Su alcuni metodi di previsione dell'attività solare (parte seconda)

I metodi geomagnetici, esposti nella parte prima presentano alcune difficoltà, come abbiamo sottolineato. In questa seconda, analizzeremo altri tre metodi di previsione sull’attività solare, facendo emergere anche qui i limiti in cui questi incorrono.

Metodo di Schatten

Il metodo, fondato sull’intensità del campo magnetico dipolare, fu utilizzato per la prima volta da Schatten e da altri suoi collaboratori (1978). Egli osservò che le intensità del campo magnetico solare, misurate ai poli geografici del sole, eseguite vicino ad un minimo solare, potevano essere utilizzate per prevedere l’ampiezza del seguente massimo. Hathaway riporta una previsione determinata nel 2005 da Svalgaard e Cliver, due eminenti fisici solari, utilizzando questo metodo. Costoro prevedono un ciclo debole, il più debole degli ultimi cento anni, pari a un numero massimo di macchie di 75±30 (osserviamo che l’errore su tale previsione è stato corretto da Hathaway, in quanto i due avevano fornito il valore di 75±8). Questo metodo presenta alcune debolezze che lo stesso Hathaway ci fa notare: «Un problema di questa tecnica è che abbiamo i dati del campo polare solo degli ultimi tre cicli. Un secondo problema è la mancanza di indicazioni su quando le misure polari devono essere fatte». Il metodo di Schatten non è ancora pienamente testato e presenta lo stesso problema dei metodi geomagnetici: i campi magnetici polari devono essere misurati vicino al minimo del ciclo solare, ma come individuarlo è un problema, specialmente di fronte a questo minimo prolungato.
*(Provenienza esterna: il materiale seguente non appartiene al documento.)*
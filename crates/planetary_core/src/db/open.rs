//! Connection bootstrap utilities for SQLite.
//!
//! # Responsibility
//! - Open file or in-memory SQLite connections.
//! - Configure connection pragmas that referential integrity depends on.
//! - Trigger schema migrations before returning a usable connection.
//!
//! # Invariants
//! - Returned connections have `foreign_keys=ON`, otherwise mission rows
//!   could reference missing parents and cascades would not fire.
//! - Returned connections have migrations fully applied.

use super::migrations::{apply_migrations, latest_version};
use super::DbResult;
use log::{error, info};
use rusqlite::Connection;
use std::path::Path;
use std::time::{Duration, Instant};

const BUSY_TIMEOUT: Duration = Duration::from_secs(5);

#[derive(Debug, Clone, Copy)]
enum OpenMode {
    File,
    Memory,
}

impl OpenMode {
    fn as_str(self) -> &'static str {
        match self {
            Self::File => "file",
            Self::Memory => "memory",
        }
    }
}

/// Opens a SQLite database file and applies all pending migrations.
///
/// # Side effects
/// - Creates the file when it does not exist.
/// - Emits `db_open` logging events with duration and status.
pub fn open_db(path: impl AsRef<Path>) -> DbResult<Connection> {
    let path = path.as_ref();
    open_with(OpenMode::File, || Connection::open(path))
}

/// Opens an in-memory SQLite database and applies all pending migrations.
///
/// Each call yields an independent, empty database.
pub fn open_db_in_memory() -> DbResult<Connection> {
    open_with(OpenMode::Memory, Connection::open_in_memory)
}

fn open_with(
    mode: OpenMode,
    open: impl FnOnce() -> rusqlite::Result<Connection>,
) -> DbResult<Connection> {
    let started_at = Instant::now();
    info!(
        "event=db_open module=db status=start mode={}",
        mode.as_str()
    );

    let mut conn = match open() {
        Ok(conn) => conn,
        Err(err) => {
            error!(
                "event=db_open module=db status=error mode={} duration_ms={} error_code=db_open_failed error={}",
                mode.as_str(),
                started_at.elapsed().as_millis(),
                err
            );
            return Err(err.into());
        }
    };

    if let Err(err) = bootstrap_connection(&mut conn) {
        error!(
            "event=db_open module=db status=error mode={} duration_ms={} error_code=db_bootstrap_failed error={}",
            mode.as_str(),
            started_at.elapsed().as_millis(),
            err
        );
        return Err(err);
    }

    info!(
        "event=db_open module=db status=ok mode={} duration_ms={} schema_version={}",
        mode.as_str(),
        started_at.elapsed().as_millis(),
        latest_version()
    );
    Ok(conn)
}

fn bootstrap_connection(conn: &mut Connection) -> DbResult<()> {
    conn.execute_batch("PRAGMA foreign_keys = ON;")?;
    conn.busy_timeout(BUSY_TIMEOUT)?;
    apply_migrations(conn)?;
    Ok(())
}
Metodi fondati su modelli dinamo solari

Gli astrofisici per fare previsioni sull’attività del sole utilizzano anche metodi che si fondano sui cosiddetti modelli dinamo, con tale termine si intende il processo fisico che genera il campo magnetico solare, che come ben sappiamo è la causa determinante della formazione delle macchie solari. L’importanza di tali modelli non è solo nella capacità predittiva di un nuovo ciclo, ma anche nella comprensione stessa del funzionamento della nostra stella come di altre nell’Universo. Ci soffermeremo su due modelli in particolare, ma eviteremo di entrare in dettaglio in quanto troppo complessi.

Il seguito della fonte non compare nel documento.